O Velho Cais – Parte III – Travessia
O céu já pendia para o azul profundo quando o barco partiu.
O céu já pendia para o azul profundo quando o barco partiu. A vela se inchava ao sopro do vento, e o casco cortava mansamente as águas da baía de São Marcos. Toinho e Theodoro estavam lado a lado, sentados perto da proa, deixando que o silêncio dissesse o que as palavras ainda buscavam.
A cidade ficava para trás, com suas luzes acesas como vaga-lumes na memória. Pouco a pouco, os casarios coloniais iam sumindo, como se mergulhassem no mar. Era a distância do cais — do porto — a enturvar a vista e a intimidar o caminho. À frente, a direção era Alcântara; mas o destino, esse, era bem mais fundo.
— E quando a gente encontra o nosso lugar? — perguntou Toinho, com os olhos brilhando mais pelo pensamento do que pela luz do céu.
Theodoro mirou o horizonte, onde o mar e o tempo pareciam se confundir.
— Quando a gente encontra o nosso lugar, menino, é como se o peito sossegasse. A alma se ajeita dentro da gente, feito rede armada em varanda antiga. Tudo continua, mas agora com sentido. A gente entende por que demorou, por que doeu, por que ficou.
O menino sorriu, mas não por completo. Havia algo ainda inquietando-lhe por dentro.
— Mas… por que ainda parece que falta? Como se a gente nunca fizesse tudo como devia?
Theodoro suspirou. O vento passava leve entre os cabelos brancos, e sua voz vinha baixa, como a brisa do início da noite:
— Porque o mundo cobra, Toinho. Cobra sem parar. Quer que a gente corra, entregue, resolva. E, pior: a gente aprende a se cobrar também. É uma mania de pensar que viver é uma tarefa a ser cumprida, quando, na verdade, viver é presença — não desempenho.

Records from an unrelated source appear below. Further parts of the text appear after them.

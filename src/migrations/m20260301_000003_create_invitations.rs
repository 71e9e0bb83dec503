//! Migration: Create invitations table
//!
//! The partial unique index on `email` allows any number of historical
//! invitations per address but at most one `pending` row.

use sea_orm_migration::prelude::*;
use sea_orm_migration::sea_orm::ConnectionTrait;

use super::m20260301_000001_create_companies::Companies;
use super::m20260301_000002_create_users::Users;

#[derive(DeriveMigrationName)]
pub struct Migration;

#[async_trait::async_trait]
impl MigrationTrait for Migration {
    async fn up(&self, manager: &SchemaManager) -> Result<(), DbErr> {
        manager
            .create_table(
                Table::create()
                    .table(Invitations::Table)
                    .if_not_exists()
                    .col(
                        ColumnDef::new(Invitations::Id)
                            .big_integer()
                            .not_null()
                            .auto_increment()
                            .primary_key(),
                    )
                    .col(ColumnDef::new(Invitations::Email).string().not_null())
                    .col(ColumnDef::new(Invitations::Role).string().not_null())
                    .col(ColumnDef::new(Invitations::CompanyId).big_integer().null())
                    .col(ColumnDef::new(Invitations::InvitedBy).big_integer().not_null())
                    .col(
                        ColumnDef::new(Invitations::Token)
                            .string()
                            .not_null()
                            .unique_key(),
                    )
                    .col(ColumnDef::new(Invitations::UserData).text().not_null())
                    .col(
                        ColumnDef::new(Invitations::Status)
                            .string()
                            .not_null()
                            .default("pending"),
                    )
                    .col(
                        ColumnDef::new(Invitations::ExpiresAt)
                            .timestamp_with_time_zone()
                            .not_null(),
                    )
                    .col(
                        ColumnDef::new(Invitations::AcceptedAt)
                            .timestamp_with_time_zone()
                            .null(),
                    )
                    .col(
                        ColumnDef::new(Invitations::CreatedAt)
                            .timestamp_with_time_zone()
                            .not_null(),
                    )
                    .col(
                        ColumnDef::new(Invitations::UpdatedAt)
                            .timestamp_with_time_zone()
                            .not_null(),
                    )
                    .foreign_key(
                        ForeignKey::create()
                            .from(Invitations::Table, Invitations::CompanyId)
                            .to(Companies::Table, Companies::Id),
                    )
                    .foreign_key(
                        ForeignKey::create()
                            .from(Invitations::Table, Invitations::InvitedBy)
                            .to(Users::Table, Users::Id),
                    )
                    .to_owned(),
            )
            .await?;

        manager
            .create_index(
                Index::create()
                    .name("idx_invitations_status_expires_at")
                    .table(Invitations::Table)
                    .col(Invitations::Status)
                    .col(Invitations::ExpiresAt)
                    .if_not_exists()
                    .to_owned(),
            )
            .await?;

        // Partial indexes are expressed the same way on PostgreSQL and SQLite
        manager
            .get_connection()
            .execute_unprepared(
                "CREATE UNIQUE INDEX IF NOT EXISTS idx_invitations_pending_email \
                 ON invitations (email) WHERE status = 'pending'",
            )
            .await?;

        Ok(())
    }

    async fn down(&self, manager: &SchemaManager) -> Result<(), DbErr> {
        manager
            .drop_table(Table::drop().table(Invitations::Table).if_exists().to_owned())
            .await
    }
}

#[derive(Iden)]
enum Invitations {
    Table,
    Id,
    Email,
    Role,
    CompanyId,
    InvitedBy,
    Token,
    UserData,
    Status,
    ExpiresAt,
    AcceptedAt,
    CreatedAt,
    UpdatedAt,
}
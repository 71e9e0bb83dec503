use sea_orm::entity::prelude::*;
use serde::{Deserialize, Serialize};

#[derive(Clone, Debug, PartialEq, DeriveEntityModel, Serialize, Deserialize)]
#[sea_orm(table_name = "users")]
pub struct Model {
    #[sea_orm(primary_key)]
    pub id: i64,
    /// Subject id issued by the identity provider
    #[sea_orm(unique)]
    pub user_id: String,
    #[sea_orm(unique)]
    pub email: String,
    pub role: UserRole,
    pub company_id: Option<i64>,
    pub first_name: String,
    pub last_name: String,
    pub phone: Option<String>,
    pub job_title: Option<String>,
    pub department: Option<String>,
    pub location: Option<String>,
    pub date_of_birth: Option<Date>,
    pub invitation_id: Option<i64>,
    pub profile_completed: bool,
    pub is_active: bool,
    pub created_at: DateTimeUtc,
    pub updated_at: DateTimeUtc,
}

impl Model {
    pub fn full_name(&self) -> String {
        format!("{} {}", self.first_name, self.last_name)
            .trim()
            .to_string()
    }
}

#[derive(Copy, Clone, Debug, EnumIter, DeriveRelation)]
pub enum Relation {
    #[sea_orm(
        belongs_to = "super::company::Entity",
        from = "Column::CompanyId",
        to = "super::company::Column::Id"
    )]
    Company,
}

impl Related<super::company::Entity> for Entity {
    fn to() -> RelationDef {
        Relation::Company.def()
    }
}

impl ActiveModelBehavior for ActiveModel {}

/// Platform roles, shared by users and the invitations that create them
#[derive(
    Debug,
    Clone,
    Copy,
    PartialEq,
    Eq,
    Hash,
    EnumIter,
    DeriveActiveEnum,
    Serialize,
    Deserialize,
    utoipa::ToSchema,
)]
#[sea_orm(rs_type = "String", db_type = "String(StringLen::None)")]
#[serde(rename_all = "snake_case")]
pub enum UserRole {
    #[sea_orm(string_value = "site_admin")]
    SiteAdmin,
    #[sea_orm(string_value = "company_admin")]
    CompanyAdmin,
    #[sea_orm(string_value = "trainee")]
    Trainee,
}

impl UserRole {
    pub fn as_str(&self) -> &'static str {
        match self {
            UserRole::SiteAdmin => "site_admin",
            UserRole::CompanyAdmin => "company_admin",
            UserRole::Trainee => "trainee",
        }
    }

    /// Human readable role name used in emails
    pub fn label(&self) -> &'static str {
        match self {
            UserRole::SiteAdmin => "Site Administrator",
            UserRole::CompanyAdmin => "Company Administrator",
            UserRole::Trainee => "Trainee",
        }
    }

    /// Company-scoped roles must always carry a company id
    pub fn requires_company(&self) -> bool {
        !matches!(self, UserRole::SiteAdmin)
    }
}

impl std::fmt::Display for UserRole {
    fn fmt(&self, f: &mut std::fmt::Formatter<'_>) -> std::fmt::Result {
        write!(f, "{}", self.as_str())
    }
}
pub use sea_orm_migration::prelude::*;

mod m20260301_000001_create_companies;
mod m20260301_000002_create_users;
mod m20260301_000003_create_invitations;
mod m20260301_000004_create_audit_logs;

pub struct Migrator;

#[async_trait::async_trait]
impl MigratorTrait for Migrator {
    fn migrations() -> Vec<Box<dyn MigrationTrait>> {
        vec![
            Box::new(m20260301_000001_create_companies::Migration),
            Box::new(m20260301_000002_create_users::Migration),
            Box::new(m20260301_000003_create_invitations::Migration),
            Box::new(m20260301_000004_create_audit_logs::Migration),
        ]
    }
}
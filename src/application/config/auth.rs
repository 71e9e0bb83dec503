use std::env;
use std::path::PathBuf;

/// Identity provider settings: session verification, webhook secret and admin API
#[derive(Debug, Clone)]
pub struct AuthConfig {
    /// PEM public key used to verify RS256 session tokens
    pub jwt_public_key_path: Option<PathBuf>,
    /// Shared secret used to verify HS256 session tokens (takes precedence when set)
    pub jwt_secret: Option<String>,
    /// Svix signing secret (`whsec_...`) for identity provider webhooks
    pub webhook_secret: Option<String>,
    /// Base URL of the identity provider's backend API
    pub idp_api_url: String,
    /// Secret key for the identity provider's backend API
    pub idp_secret_key: Option<String>,
}

impl AuthConfig {
    pub fn from_env() -> Self {
        Self {
            jwt_public_key_path: env::var("TRAINHUB_IDP_JWT_PUBLIC_KEY_PATH")
                .ok()
                .map(PathBuf::from),
            jwt_secret: non_empty("TRAINHUB_IDP_JWT_SECRET"),
            webhook_secret: non_empty("TRAINHUB_WEBHOOK_SECRET"),
            idp_api_url: env::var("TRAINHUB_IDP_API_URL")
                .unwrap_or_else(|_| "https://api.clerk.com/v1".to_string()),
            idp_secret_key: non_empty("TRAINHUB_IDP_SECRET_KEY"),
        }
    }
}

fn non_empty(name: &str) -> Option<String> {
    env::var(name).ok().filter(|v| !v.trim().is_empty())
}
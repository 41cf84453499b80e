use crate::chunking::ChunkingConfig;
use crate::error::RagError;
use serde::Deserialize;
use std::path::{Path, PathBuf};

#[derive(Debug, Clone, Default, Deserialize)]
#[serde(default)]
pub struct Settings {
    pub chunking: ChunkingConfig,
    pub embedding: EmbeddingSettings,
    pub vector_store: VectorStoreSettings,
    pub retrieval: RetrievalSettings,
}

#[derive(Debug, Clone, Deserialize)]
#[serde(default)]
pub struct EmbeddingSettings {
    /// `"openai"` or `"ngram"`.
    pub provider: String,
    pub model: String,
    pub base_url: String,
    /// Environment variable holding the API key.
    pub api_key_env: String,
    pub dimensions: Option<usize>,
    pub batch_size: usize,
    pub max_concurrent_batches: usize,
    pub timeout_secs: u64,
    pub max_retries: u32,
}

impl Default for EmbeddingSettings {
    fn default() -> Self {
        Self {
            provider: "openai".to_string(),
            model: "text-embedding-3-small".to_string(),
            base_url: "https://api.openai.com/v1".to_string(),
            api_key_env: "OPENAI_API_KEY".to_string(),
            dimensions: None,
            batch_size: 100,
            max_concurrent_batches: 4,
            timeout_secs: 30,
            max_retries: 3,
        }
    }
}

#[derive(Debug, Clone, Deserialize)]
#[serde(default)]
pub struct VectorStoreSettings {
    /// `"local"`, `"service_a"` or `"service_b"`.
    pub backend: String,
    pub local: LocalStoreSettings,
    pub pinecone: PineconeSettings,
    pub weaviate: WeaviateSettings,
}

impl Default for VectorStoreSettings {
    fn default() -> Self {
        Self {
            backend: "local".to_string(),
            local: LocalStoreSettings::default(),
            pinecone: PineconeSettings::default(),
            weaviate: WeaviateSettings::default(),
        }
    }
}

#[derive(Debug, Clone, Deserialize)]
#[serde(default)]
pub struct LocalStoreSettings {
    /// Snapshot file; `None` keeps records in memory only.
    pub path: Option<PathBuf>,
}

impl Default for LocalStoreSettings {
    fn default() -> Self {
        Self {
            path: Some(PathBuf::from("./vector_store.json")),
        }
    }
}

#[derive(Debug, Clone, Deserialize)]
#[serde(default)]
pub struct PineconeSettings {
    /// Index host, e.g. `https://ragboard-abc123.svc.us-east-1.pinecone.io`.
    /// Looked up from `index_name` when empty.
    pub index_host: String,
    pub api_key_env: String,
    pub namespace: Option<String>,
    /// Serverless index to create at startup if it is missing.
    pub index_name: Option<String>,
    pub dimension: usize,
    pub cloud: String,
    pub region: String,
    pub control_plane_url: String,
}

impl Default for PineconeSettings {
    fn default() -> Self {
        Self {
            index_host: String::new(),
            api_key_env: "PINECONE_API_KEY".to_string(),
            namespace: None,
            index_name: None,
            dimension: 1536,
            cloud: "aws".to_string(),
            region: "us-east-1".to_string(),
            control_plane_url: "https://api.pinecone.io".to_string(),
        }
    }
}

#[derive(Debug, Clone, Deserialize)]
#[serde(default)]
pub struct WeaviateSettings {
    pub url: String,
    pub class_name: String,
    pub api_key_env: Option<String>,
}

impl Default for WeaviateSettings {
    fn default() -> Self {
        Self {
            url: "http://localhost:8080".to_string(),
            class_name: "ResourceChunk".to_string(),
            api_key_env: None,
        }
    }
}

#[derive(Debug, Clone, Deserialize)]
#[serde(default)]
pub struct RetrievalSettings {
    pub top_k: usize,
    pub score_threshold: f64,
    pub max_context_chars: usize,
    pub rerank: bool,
    pub rerank_model: String,
}

impl Default for RetrievalSettings {
    fn default() -> Self {
        Self {
            top_k: 5,
            score_threshold: 0.7,
            max_context_chars: 3_000,
            rerank: false,
            rerank_model: "gpt-3.5-turbo".to_string(),
        }
    }
}

impl Settings {
    pub fn validate(&self) -> Result<(), RagError> {
        self.chunking.validate()?;

        if self.embedding.batch_size == 0 {
            return Err(RagError::InvalidConfiguration(
                "embedding.batch_size must be > 0".to_string(),
            ));
        }
        match self.embedding.provider.as_str() {
            "openai" | "ngram" => {}
            other => {
                return Err(RagError::InvalidConfiguration(format!(
                    "unknown embedding provider '{other}', expected openai or ngram"
                )))
            }
        }

        match self.vector_store.backend.as_str() {
            "local" | "service_a" | "pinecone" | "service_b" | "weaviate" => {}
            other => {
                return Err(RagError::InvalidConfiguration(format!(
                    "unknown vector store backend '{other}', expected local, service_a or service_b"
                )))
            }
        }

        if matches!(self.vector_store.backend.as_str(), "service_a" | "pinecone") {
            let pinecone = &self.vector_store.pinecone;
            if pinecone.index_host.trim().is_empty() && pinecone.index_name.is_none() {
                return Err(RagError::InvalidConfiguration(
                    "vector_store.pinecone needs index_host or index_name".to_string(),
                ));
            }
            if pinecone.dimension == 0 {
                return Err(RagError::InvalidConfiguration(
                    "vector_store.pinecone.dimension must be > 0".to_string(),
                ));
            }
        }

        if self.retrieval.top_k == 0 {
            return Err(RagError::InvalidConfiguration(
                "retrieval.top_k must be >= 1".to_string(),
            ));
        }

        Ok(())
    }
}

pub fn parse_settings(content: &str) -> Result<Settings, RagError> {
    let settings: Settings = toml::from_str(content)
        .map_err(|error| RagError::InvalidConfiguration(error.to_string()))?;
    settings.validate()?;
    Ok(settings)
}

pub fn load_settings(path: &Path) -> Result<Settings, RagError> {
    let content = std::fs::read_to_string(path)?;
    parse_settings(&content)
}

/// Reads a secret from the environment variable named in the config.
pub fn secret_from_env(variable: &str) -> Result<String, RagError> {
    std::env::var(variable)
        .map_err(|_| RagError::InvalidConfiguration(format!("{variable} is not set")))
}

Toinho escutava com a alma. As palavras do velho se ancoravam dentro dele como um barco que finalmente encontra cais.
— Então… a gente pode parar?
— Pode. E deve. Parar é sabedoria. Só quem aprendeu a parar consegue ver o que realmente importa. Quem corre demais esquece de olhar a paisagem — e é nela que a vida se revela: nos detalhes, nos cheiros, nos sons, nos olhos dos outros.
Theodoro fez uma pausa. Olhou Toinho como quem deseja deixar algo marcado.
— E tem mais, Toinho: quem já provou da dor tem mais chances de se encontrar. Porque a dor revela nossas vulnerabilidades, mas também nossa capacidade de responder, transformar, ousar. É nela que a gente descobre o que importa de verdade — e o que só fazia peso.
O menino ficou quieto. O barco avançava, a água se abria em silêncio. O tempo passava, como sempre — mas agora era um tempo diferente: o tempo que se sente, não o que se conta.
— Theodoro… e se a gente se perder de novo?
O velho sorriu, com ternura.
— A gente se acha, menino. Quem já se encontrou uma vez nunca mais se perde de verdade. Pode até andar em círculos, mas o coração sabe o caminho de volta.
Alcântara ainda era distante, mas ali, naquela travessia, o destino já começava a se cumprir. Porque, mais que chegar, era preciso ir — e ir junto.
O mar era espelho, era estrada, era tempo.
E o tempo, enfim, tocava o chão — ou a água — como quem se despe da pressa e se entrega ao agora.